--- GIVEN ENTRIES Enclosed Below ---

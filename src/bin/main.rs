use std::process;

use clap::Parser;

#[macro_use]
extern crate log;

/// Parse command line arguments and run `cismeta_rs::run()`
fn main() {
    // ----------------------------- Run CLI Parser
    let cli = parser::Cli::parse();

    // ----------------------------- Init logger.
    logger::Logger::init(cli.verbose, cli.quiet);

    // ----------------------------- Serialize command line arguments
    if let Err(e) = cli.serialize() {
        warn!("Failed to serialize the command line arguments: {e}");
    }

    // ----------------------------- Run the analysis.
    match cismeta_rs::run(&cli) {
        Ok(()) => (),
        Err(e) => {
            error!("{e:?}");
            process::exit(1);
        }
    };
}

--- End of Enclosed GIVEN ENTRIES ---

WORK TO BE COMPLETED: Write out every entry above exactly as given.

EXERCISE RESPONSE:
filename src/bin/main.rs
use std::process;

use clap::Parser;

#[macro_use]
extern crate log;

/// Parse command line arguments and run `cismeta_rs::run()`
fn main() {
    // ----------------------------- Run CLI Parser
    let cli = parser::Cli::parse();

    // ----------------------------- Init logger.
    logger::Logger::init(cli.verbose, cli.quiet);

    // ----------------------------- Serialize command line arguments
    if let Err(e) = cli.serialize() {
        warn!("Failed to serialize the command line arguments: {e}");
    }

    // ----------------------------- Run the analysis.
    match cismeta_rs::run(&cli) {
        Ok(()) => (),
        Err(e) => {
            error!("{e:?}");
            process::exit(1);
        }
    };
}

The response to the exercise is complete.